### Extracted material
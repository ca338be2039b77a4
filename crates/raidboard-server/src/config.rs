//! Server configuration loaded from environment variables.
//!
//! All settings have sensible defaults so the server can start with zero
//! configuration for local development.

use std::net::SocketAddr;
use std::path::PathBuf;

/// Server configuration.
#[derive(Debug, Clone)]
pub struct ServerConfig {
    /// Socket address for the HTTP (axum) API server.
    /// Env: `HTTP_ADDR`
    /// Default: `0.0.0.0:8080`
    pub http_addr: SocketAddr,

    /// Directory the default record files live in.
    /// Env: `DATA_DIR`
    /// Default: `./data`
    pub data_dir: PathBuf,

    /// Path of the accounts record file.
    /// Env: `ACCOUNTS_FILE`
    /// Default: `<data_dir>/users.csv`
    pub accounts_file: PathBuf,

    /// Path of the events record file.
    /// Env: `EVENTS_FILE`
    /// Default: `<data_dir>/raids.csv`
    pub events_file: PathBuf,

    /// Static background image served to the front-end, if any.
    /// Env: `BACKGROUND_IMAGE`
    /// Default: unset.
    pub background_image: Option<PathBuf>,

    /// Human-readable name for this board instance.
    /// Env: `INSTANCE_NAME`
    /// Default: `"Raid Board"`
    pub instance_name: String,

    /// Login session lifetime in days.
    /// Env: `SESSION_TTL_DAYS`
    /// Default: `7`
    pub session_ttl_days: i64,
}

impl Default for ServerConfig {
    fn default() -> Self {
        let data_dir = PathBuf::from("./data");
        Self {
            http_addr: ([0, 0, 0, 0], 8080).into(),
            accounts_file: data_dir.join("users.csv"),
            events_file: data_dir.join("raids.csv"),
            data_dir,
            background_image: None,
            instance_name: "Raid Board".to_string(),
            session_ttl_days: 7,
        }
    }
}

impl ServerConfig {
    /// Load configuration from environment variables, falling back to
    /// defaults. `ACCOUNTS_FILE` / `EVENTS_FILE` override `DATA_DIR` for
    /// their respective files.
    pub fn from_env() -> Self {
        let mut config = Self::default();

        if let Ok(addr) = std::env::var("HTTP_ADDR") {
            if let Ok(parsed) = addr.parse::<SocketAddr>() {
                config.http_addr = parsed;
            } else {
                tracing::warn!(value = %addr, "Invalid HTTP_ADDR, using default");
            }
        }

        if let Ok(dir) = std::env::var("DATA_DIR") {
            config.data_dir = PathBuf::from(dir);
            config.accounts_file = config.data_dir.join("users.csv");
            config.events_file = config.data_dir.join("raids.csv");
        }

        if let Ok(path) = std::env::var("ACCOUNTS_FILE") {
            config.accounts_file = PathBuf::from(path);
        }

        if let Ok(path) = std::env::var("EVENTS_FILE") {
            config.events_file = PathBuf::from(path);
        }

        if let Ok(path) = std::env::var("BACKGROUND_IMAGE") {
            if !path.is_empty() {
                config.background_image = Some(PathBuf::from(path));
            }
        }

        if let Ok(name) = std::env::var("INSTANCE_NAME") {
            config.instance_name = name;
        }

        if let Ok(val) = std::env::var("SESSION_TTL_DAYS") {
            match val.parse::<i64>() {
                Ok(days) if days > 0 => config.session_ttl_days = days,
                _ => {
                    tracing::warn!(value = %val, "Invalid SESSION_TTL_DAYS, using default");
                }
            }
        }

        // RUST_LOG is handled directly by tracing-subscriber's EnvFilter,
        // so we do not store it here.

        config
    }
}

#[cfg(test)]
mod tests {
    use super::*;

    #[test]
    fn test_default_config() {
        let config = ServerConfig::default();
        assert_eq!(config.http_addr, ([0, 0, 0, 0], 8080).into());
        assert_eq!(config.accounts_file, PathBuf::from("./data/users.csv"));
        assert_eq!(config.events_file, PathBuf::from("./data/raids.csv"));
        assert_eq!(config.session_ttl_days, 7);
        assert!(config.background_image.is_none());
    }
}
use axum::http::StatusCode;
use axum::response::{IntoResponse, Response};
use thiserror::Error;

use raidboard_core::{AccountError, RosterError};
use raidboard_store::StoreError;

#[derive(Debug, Error)]
pub enum ServerError {
    #[error(transparent)]
    Account(#[from] AccountError),

    #[error(transparent)]
    Roster(#[from] RosterError),

    #[error("No event named '{0}'")]
    EventNotFound(String),

    #[error("Not found: {0}")]
    NotFound(String),

    #[error("No cancellation pending for '{0}'")]
    NoPendingCancellation(String),

    #[error("Not logged in")]
    NotLoggedIn,

    #[error("Invalid request: {0}")]
    BadRequest(String),

    #[error("Internal error: {0}")]
    Internal(String),
}

impl From<StoreError> for ServerError {
    fn from(e: StoreError) -> Self {
        match e {
            StoreError::EventNotFound(name) => ServerError::EventNotFound(name),
            StoreError::Roster(e) => ServerError::Roster(e),
            other => ServerError::Internal(other.to_string()),
        }
    }
}

impl IntoResponse for ServerError {
    fn into_response(self) -> Response {
        let (status, message) = match &self {
            ServerError::Account(e) => (account_status(e), self.to_string()),
            ServerError::Roster(e) => (roster_status(e), self.to_string()),
            ServerError::EventNotFound(_) | ServerError::NotFound(_) => {
                (StatusCode::NOT_FOUND, self.to_string())
            }
            ServerError::NoPendingCancellation(_) => (StatusCode::CONFLICT, self.to_string()),
            ServerError::NotLoggedIn => (StatusCode::UNAUTHORIZED, self.to_string()),
            ServerError::BadRequest(_) => (StatusCode::BAD_REQUEST, self.to_string()),
            ServerError::Internal(_) => {
                (StatusCode::INTERNAL_SERVER_ERROR, "Internal server error".to_string())
            }
        };

        if status == StatusCode::INTERNAL_SERVER_ERROR {
            tracing::error!(error = %self, "request failed");
        }

        let body = serde_json::json!({
            "error": message,
        });

        (status, axum::Json(body)).into_response()
    }
}

fn account_status(e: &AccountError) -> StatusCode {
    match e {
        AccountError::InvalidName => StatusCode::BAD_REQUEST,
        AccountError::DuplicateAccount => StatusCode::CONFLICT,
        AccountError::UnknownAccount | AccountError::WrongPassword => StatusCode::UNAUTHORIZED,
    }
}

fn roster_status(e: &RosterError) -> StatusCode {
    match e {
        RosterError::InvalidName => StatusCode::BAD_REQUEST,
        RosterError::NotAuthenticated => StatusCode::UNAUTHORIZED,
        RosterError::NotCreator => StatusCode::FORBIDDEN,
        RosterError::DuplicateEventName
        | RosterError::AlreadyJoined
        | RosterError::EventFull
        | RosterError::NotAParticipant => StatusCode::CONFLICT,
    }
}

#[cfg(test)]
mod tests {
    use super::*;

    #[test]
    fn store_errors_map_through() {
        let e: ServerError = StoreError::EventNotFound("Vow".into()).into();
        assert!(matches!(e, ServerError::EventNotFound(_)));

        let e: ServerError = StoreError::Roster(RosterError::EventFull).into();
        assert!(matches!(e, ServerError::Roster(RosterError::EventFull)));
    }

    #[test]
    fn status_mapping() {
        assert_eq!(
            roster_status(&RosterError::NotCreator),
            StatusCode::FORBIDDEN
        );
        assert_eq!(roster_status(&RosterError::EventFull), StatusCode::CONFLICT);
        assert_eq!(
            account_status(&AccountError::WrongPassword),
            StatusCode::UNAUTHORIZED
        );
    }
}
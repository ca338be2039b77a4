//! The record store: raw load/save of the two record collections.
//!
//! Both files are rewritten in full on every save, atomically (write to a
//! sibling temp file, then rename). A missing file loads as an empty
//! collection; a malformed row is a hard error so callers never operate on a
//! partially parsed collection.

use std::collections::BTreeMap;
use std::path::{Path, PathBuf};

use chrono::NaiveDateTime;

use raidboard_core::{ActivityKind, Difficulty, Event};

use crate::codec::{decode_records, encode_record, Record};
use crate::error::{Result, StoreError};

/// Accounts file columns.
const ACCOUNTS_HEADER: [&str; 2] = ["name", "passwordHash"];

/// Events file columns.
const EVENTS_HEADER: [&str; 8] = [
    "kind",
    "name",
    "scheduledAt",
    "difficulty",
    "notes",
    "primaryParticipants",
    "backupParticipants",
    "creator",
];

/// Timestamp form written to the events file.
const SCHEDULED_AT_FORMAT: &str = "%Y-%m-%dT%H:%M:%S";

/// Durable mapping between the record collections and two CSV files.
#[derive(Debug, Clone)]
pub struct RecordStore {
    accounts_path: PathBuf,
    events_path: PathBuf,
}

impl RecordStore {
    /// Create a store over explicit file paths. Parent directories are
    /// created lazily on first save.
    pub fn new(accounts_path: PathBuf, events_path: PathBuf) -> Self {
        Self {
            accounts_path,
            events_path,
        }
    }

    pub fn accounts_path(&self) -> &Path {
        &self.accounts_path
    }

    pub fn events_path(&self) -> &Path {
        &self.events_path
    }

    // ------------------------------------------------------------------
    // Accounts
    // ------------------------------------------------------------------

    /// Load the account map (`name -> passwordHash`).
    ///
    /// A missing file yields an empty map; malformed rows are fatal.
    pub fn load_accounts(&self) -> Result<BTreeMap<String, String>> {
        let Some(rows) = self.read_rows(&self.accounts_path, &ACCOUNTS_HEADER)? else {
            return Ok(BTreeMap::new());
        };

        let mut accounts = BTreeMap::new();
        for row in rows {
            let [name, hash] = self.expect_fields::<2>(&self.accounts_path, row)?;
            accounts.insert(name, hash);
        }
        Ok(accounts)
    }

    /// Overwrite the accounts file with the full given map.
    pub fn save_accounts(&self, accounts: &BTreeMap<String, String>) -> Result<()> {
        let mut lines = vec![encode_record(&ACCOUNTS_HEADER)];
        for (name, hash) in accounts {
            lines.push(encode_record(&[name, hash]));
        }
        self.write_atomic(&self.accounts_path, &lines)
    }

    // ------------------------------------------------------------------
    // Events
    // ------------------------------------------------------------------

    /// Load the full event collection, preserving file order.
    pub fn load_events(&self) -> Result<Vec<Event>> {
        let Some(rows) = self.read_rows(&self.events_path, &EVENTS_HEADER)? else {
            return Ok(Vec::new());
        };

        let mut events = Vec::new();
        for row in rows {
            let line = row.line;
            let [kind, name, scheduled_at, difficulty, notes, primary, backups, creator] =
                self.expect_fields::<8>(&self.events_path, row)?;

            let kind = ActivityKind::from_label(&kind).ok_or_else(|| {
                self.malformed(&self.events_path, line, format!("unknown kind '{kind}'"))
            })?;
            let difficulty = Difficulty::from_label(&difficulty).ok_or_else(|| {
                self.malformed(
                    &self.events_path,
                    line,
                    format!("unknown difficulty '{difficulty}'"),
                )
            })?;
            let scheduled_at = parse_scheduled_at(&scheduled_at).map_err(|reason| {
                self.malformed(&self.events_path, line, reason)
            })?;

            events.push(Event {
                kind,
                name,
                scheduled_at,
                difficulty,
                notes,
                primary: decode_roster(&primary),
                backups: decode_roster(&backups),
                creator,
            });
        }
        Ok(events)
    }

    /// Overwrite the events file with **exactly** the given sequence.
    ///
    /// Callers are responsible for passing the full desired collection; the
    /// repository layer is the only mutation path in the server and always
    /// does. Saving a subset here truncates the file to that subset.
    pub fn save_events(&self, events: &[Event]) -> Result<()> {
        let mut lines = vec![encode_record(&EVENTS_HEADER)];
        for event in events {
            let scheduled_at = event.scheduled_at.format(SCHEDULED_AT_FORMAT).to_string();
            let primary = event.primary.join(";");
            let backups = event.backups.join(";");
            lines.push(encode_record(&[
                event.kind.label(),
                &event.name,
                &scheduled_at,
                event.difficulty.label(),
                &event.notes,
                &primary,
                &backups,
                &event.creator,
            ]));
        }
        self.write_atomic(&self.events_path, &lines)
    }

    // ------------------------------------------------------------------
    // Helpers
    // ------------------------------------------------------------------

    /// Read and decode a record file, verifying the header row.
    ///
    /// Returns `Ok(None)` when the file does not exist.
    fn read_rows(&self, path: &Path, header: &[&str]) -> Result<Option<Vec<Record>>> {
        let content = match std::fs::read_to_string(path) {
            Ok(content) => content,
            Err(e) if e.kind() == std::io::ErrorKind::NotFound => return Ok(None),
            Err(e) => return Err(e.into()),
        };

        let mut records = decode_records(&content)
            .map_err(|e| self.malformed(path, e.line, e.reason))?
            .into_iter();

        match records.next() {
            Some(first) if first.fields == header => {}
            Some(first) => {
                return Err(self.malformed(
                    path,
                    first.line,
                    format!("unexpected header {:?}", first.fields),
                ));
            }
            // An empty file is treated like a missing one.
            None => return Ok(None),
        }

        Ok(Some(records.collect()))
    }

    /// Require an exact field count, consuming the record.
    fn expect_fields<const N: usize>(&self, path: &Path, row: Record) -> Result<[String; N]> {
        let line = row.line;
        let count = row.fields.len();
        row.fields.try_into().map_err(|_| {
            self.malformed(path, line, format!("expected {N} fields, found {count}"))
        })
    }

    fn malformed(&self, path: &Path, line: usize, reason: impl Into<String>) -> StoreError {
        StoreError::MalformedRecord {
            path: path.to_path_buf(),
            line,
            reason: reason.into(),
        }
    }

    /// Write all lines to a sibling temp file, then rename over the target.
    fn write_atomic(&self, path: &Path, lines: &[String]) -> Result<()> {
        if let Some(parent) = path.parent() {
            if !parent.as_os_str().is_empty() {
                std::fs::create_dir_all(parent)?;
            }
        }

        let mut content = String::new();
        for line in lines {
            content.push_str(line);
            content.push_str("\r\n");
        }

        let tmp = path.with_extension("tmp");
        std::fs::write(&tmp, content.as_bytes())?;
        std::fs::rename(&tmp, path)?;

        tracing::debug!(path = %path.display(), records = lines.len() - 1, "rewrote record file");
        Ok(())
    }
}

/// Parse the stored ISO-8601 timestamp, with or without fractional seconds.
fn parse_scheduled_at(text: &str) -> std::result::Result<NaiveDateTime, String> {
    NaiveDateTime::parse_from_str(text, "%Y-%m-%dT%H:%M:%S%.f")
        .map_err(|e| format!("bad scheduledAt '{text}': {e}"))
}

/// Decode a `;`-joined roster; the empty string is an empty roster.
fn decode_roster(text: &str) -> Vec<String> {
    if text.is_empty() {
        Vec::new()
    } else {
        text.split(';').map(str::to_string).collect()
    }
}

#[cfg(test)]
mod tests {
    use super::*;
    use chrono::NaiveDate;
    use raidboard_core::{ActivityKind, Difficulty};

    fn store_in(dir: &Path) -> RecordStore {
        RecordStore::new(dir.join("users.csv"), dir.join("raids.csv"))
    }

    fn sample_event(name: &str) -> Event {
        let mut event = Event::new(
            ActivityKind::DeepStoneCrypt,
            name,
            NaiveDate::from_ymd_opt(2025, 7, 1)
                .unwrap()
                .and_hms_opt(21, 30, 0)
                .unwrap(),
            Difficulty::Master,
            "red rover\nno heavy ammo",
            "alice",
        );
        event.primary = vec!["alice".into(), "bob".into()];
        event.backups = vec!["carol".into()];
        event
    }

    #[test]
    fn missing_files_load_empty() {
        let dir = tempfile::tempdir().unwrap();
        let store = store_in(dir.path());

        assert!(store.load_accounts().unwrap().is_empty());
        assert!(store.load_events().unwrap().is_empty());
    }

    #[test]
    fn accounts_round_trip() {
        let dir = tempfile::tempdir().unwrap();
        let store = store_in(dir.path());

        let mut accounts = BTreeMap::new();
        accounts.insert("alice".to_string(), "digest-a".to_string());
        accounts.insert("bob".to_string(), "digest-b".to_string());

        store.save_accounts(&accounts).unwrap();
        assert_eq!(store.load_accounts().unwrap(), accounts);
    }

    #[test]
    fn events_round_trip_preserves_all_fields() {
        let dir = tempfile::tempdir().unwrap();
        let store = store_in(dir.path());
        let event = sample_event("dsc friday");

        store.save_events(&[event.clone()]).unwrap();
        let loaded = store.load_events().unwrap();
        assert_eq!(loaded, vec![event]);
    }

    #[test]
    fn save_load_is_byte_stable() {
        let dir = tempfile::tempdir().unwrap();
        let store = store_in(dir.path());
        store
            .save_events(&[sample_event("one"), sample_event("two, with comma")])
            .unwrap();

        let first = std::fs::read(store.events_path()).unwrap();
        let reloaded = store.load_events().unwrap();
        store.save_events(&reloaded).unwrap();
        let second = std::fs::read(store.events_path()).unwrap();

        assert_eq!(first, second);
    }

    #[test]
    fn empty_rosters_encode_as_empty_strings() {
        let dir = tempfile::tempdir().unwrap();
        let store = store_in(dir.path());
        let mut event = sample_event("fresh");
        event.primary.clear();
        event.backups.clear();

        store.save_events(&[event]).unwrap();
        let loaded = store.load_events().unwrap();
        assert!(loaded[0].primary.is_empty());
        assert!(loaded[0].backups.is_empty());
    }

    #[test]
    fn malformed_event_row_reports_line() {
        let dir = tempfile::tempdir().unwrap();
        let store = store_in(dir.path());
        let content = "kind,name,scheduledAt,difficulty,notes,primaryParticipants,backupParticipants,creator\r\n\
                       Deep Stone Crypt,ok,2025-07-01T21:30:00,Master,,,,alice\r\n\
                       Not A Raid,bad,2025-07-01T21:30:00,Master,,,,alice\r\n";
        std::fs::write(store.events_path(), content).unwrap();

        match store.load_events() {
            Err(StoreError::MalformedRecord { line, reason, .. }) => {
                assert_eq!(line, 3);
                assert!(reason.contains("unknown kind"));
            }
            other => panic!("expected MalformedRecord, got {other:?}"),
        }
    }

    #[test]
    fn bad_timestamp_is_malformed() {
        let dir = tempfile::tempdir().unwrap();
        let store = store_in(dir.path());
        let content = "kind,name,scheduledAt,difficulty,notes,primaryParticipants,backupParticipants,creator\r\n\
                       Last Wish,w,yesterday,Normal,,,,alice\r\n";
        std::fs::write(store.events_path(), content).unwrap();

        assert!(matches!(
            store.load_events(),
            Err(StoreError::MalformedRecord { line: 2, .. })
        ));
    }

    #[test]
    fn wrong_header_is_malformed() {
        let dir = tempfile::tempdir().unwrap();
        let store = store_in(dir.path());
        std::fs::write(store.accounts_path(), "user,pass\r\n").unwrap();

        assert!(matches!(
            store.load_accounts(),
            Err(StoreError::MalformedRecord { line: 1, .. })
        ));
    }

    #[test]
    fn fractional_seconds_accepted_then_normalized() {
        let dir = tempfile::tempdir().unwrap();
        let store = store_in(dir.path());
        let content = "kind,name,scheduledAt,difficulty,notes,primaryParticipants,backupParticipants,creator\r\n\
                       Last Wish,w,2025-07-01T21:30:00.123456,Normal,,,,alice\r\n";
        std::fs::write(store.events_path(), content).unwrap();

        let events = store.load_events().unwrap();
        store.save_events(&events).unwrap();
        let rewritten = std::fs::read_to_string(store.events_path()).unwrap();
        assert!(rewritten.contains("2025-07-01T21:30:00,"));
    }
}
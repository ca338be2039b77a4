//! # raidboard-core
//!
//! Domain model for the raid sign-up board: activity and difficulty
//! enumerations, the [`Event`] roster state machine (primary slots plus a
//! backup waitlist), time-derived Active/Concluded classification, and the
//! password digest used by account records.
//!
//! This crate performs no I/O. Persistence lives in `raidboard-store` and
//! the HTTP surface in `raidboard-server`.

pub mod password;
pub mod roster;
pub mod types;

mod error;

pub use error::{AccountError, RosterError};
pub use roster::Slot;
pub use types::{ActivityKind, Difficulty, Event, Phase, MAX_BACKUPS, MAX_PRIMARY};
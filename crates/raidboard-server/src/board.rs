//! The roster engine service: event creation, join/leave, the two-step
//! cancellation workflow, and the Active/Concluded overview.
//!
//! Every mutation goes through the event repository, which persists the full
//! collection immediately. Pending cancellations are keyed per event name,
//! not held in a single global slot, so two creators can be mid-cancellation
//! on different events at the same time.

use std::collections::HashMap;
use std::sync::Arc;

use chrono::{DateTime, Duration, NaiveDateTime, Utc};
use tokio::sync::RwLock;
use tracing::{debug, info};

use raidboard_core::{ActivityKind, Difficulty, Event, RosterError, Slot};
use raidboard_store::EventRepository;

use crate::error::ServerError;

/// A cancellation awaiting the creator's confirmation.
#[derive(Debug, Clone)]
struct PendingCancel {
    requested_by: String,
    requested_at: DateTime<Utc>,
}

/// Drives all event-roster operations.
#[derive(Clone)]
pub struct BoardService {
    events: EventRepository,
    /// Pending cancellations, keyed by lower-cased event name.
    pending_cancels: Arc<RwLock<HashMap<String, PendingCancel>>>,
}

impl BoardService {
    pub fn new(events: EventRepository) -> Self {
        Self {
            events,
            pending_cancels: Arc::new(RwLock::new(HashMap::new())),
        }
    }

    /// Create a new event with empty rosters and persist the collection.
    pub async fn create_event(
        &self,
        kind: ActivityKind,
        name: &str,
        scheduled_at: NaiveDateTime,
        difficulty: Difficulty,
        notes: &str,
        creator: &str,
    ) -> Result<Event, ServerError> {
        let name = name.trim();
        if name.is_empty() {
            return Err(RosterError::InvalidName.into());
        }
        if creator.trim().is_empty() {
            return Err(RosterError::NotAuthenticated.into());
        }

        let event = Event::new(kind, name, scheduled_at, difficulty, notes.trim(), creator);
        self.events.create(event.clone()).await?;

        info!(name = %event.name, kind = %event.kind, creator = %event.creator, "Event created");
        Ok(event)
    }

    /// Sign an account up for an event, primary slots first.
    pub async fn join(&self, event_name: &str, account: &str) -> Result<Slot, ServerError> {
        let account = account.to_string();
        let slot = self
            .events
            .update(event_name, move |e| e.join(&account))
            .await?;

        debug!(event = %event_name, ?slot, "Participant joined");
        Ok(slot)
    }

    /// Remove an account from whichever roster holds it.
    pub async fn leave(&self, event_name: &str, account: &str) -> Result<Slot, ServerError> {
        let account = account.to_string();
        let slot = self
            .events
            .update(event_name, move |e| e.leave(&account))
            .await?;

        debug!(event = %event_name, ?slot, "Participant left");
        Ok(slot)
    }

    /// Step one of cancellation: record that the creator wants the event
    /// gone. Nothing is removed until [`confirm_cancel`](Self::confirm_cancel).
    pub async fn request_cancel(
        &self,
        event_name: &str,
        requester: &str,
    ) -> Result<(), ServerError> {
        let event = self.events.find(event_name).await?;
        if event.creator != requester {
            return Err(RosterError::NotCreator.into());
        }

        let mut pending = self.pending_cancels.write().await;
        pending.insert(
            event.name.to_lowercase(),
            PendingCancel {
                requested_by: requester.to_string(),
                requested_at: Utc::now(),
            },
        );

        info!(event = %event.name, requester = %requester, "Cancellation requested");
        Ok(())
    }

    /// Step two: remove the event and persist the remaining collection.
    pub async fn confirm_cancel(
        &self,
        event_name: &str,
        requester: &str,
    ) -> Result<(), ServerError> {
        let key = event_name.to_lowercase();

        {
            let pending = self.pending_cancels.read().await;
            match pending.get(&key) {
                None => return Err(ServerError::NoPendingCancellation(event_name.to_string())),
                Some(p) if p.requested_by != requester => {
                    return Err(RosterError::NotCreator.into());
                }
                Some(_) => {}
            }
        }

        // Re-check against the current collection; the event may have been
        // removed or renamed since the request.
        let event = self.events.find(event_name).await?;
        if event.creator != requester {
            return Err(RosterError::NotCreator.into());
        }

        let removed = self.events.remove(&event.name).await?;
        self.pending_cancels.write().await.remove(&key);

        if !removed {
            return Err(ServerError::EventNotFound(event_name.to_string()));
        }

        info!(event = %event.name, requester = %requester, "Event cancelled");
        Ok(())
    }

    /// Abort a pending cancellation; the event stays.
    pub async fn decline_cancel(
        &self,
        event_name: &str,
        requester: &str,
    ) -> Result<(), ServerError> {
        let key = event_name.to_lowercase();
        let mut pending = self.pending_cancels.write().await;

        match pending.get(&key) {
            None => Err(ServerError::NoPendingCancellation(event_name.to_string())),
            Some(p) if p.requested_by != requester => Err(RosterError::NotCreator.into()),
            Some(_) => {
                pending.remove(&key);
                debug!(event = %event_name, "Cancellation declined");
                Ok(())
            }
        }
    }

    /// Whether a cancellation is pending for the given event.
    pub async fn cancel_pending(&self, event_name: &str) -> bool {
        let pending = self.pending_cancels.read().await;
        pending.contains_key(&event_name.to_lowercase())
    }

    /// Load all events, split into (active, concluded) with display order.
    pub async fn overview(&self, now: NaiveDateTime) -> Result<(Vec<Event>, Vec<Event>), ServerError> {
        let events = self.events.list().await?;
        Ok(raidboard_core::roster::partition_by_phase(events, now))
    }

    /// Drop pending cancellations older than `max_age`; confirmation dialogs
    /// abandoned in a browser should not pin state forever.
    pub async fn purge_stale_cancellations(&self, max_age: Duration) {
        let cutoff = Utc::now() - max_age;
        let mut pending = self.pending_cancels.write().await;
        let before = pending.len();
        pending.retain(|_, p| p.requested_at > cutoff);
        let removed = before - pending.len();
        if removed > 0 {
            debug!(removed, "Purged stale pending cancellations");
        }
    }
}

### Problem to solve
Whenever a line of the material above contains the string "NotAuthenticated", copy that line out.

### Task output
        RosterError::NotAuthenticated => StatusCode::UNAUTHORIZED,
            return Err(RosterError::NotAuthenticated.into());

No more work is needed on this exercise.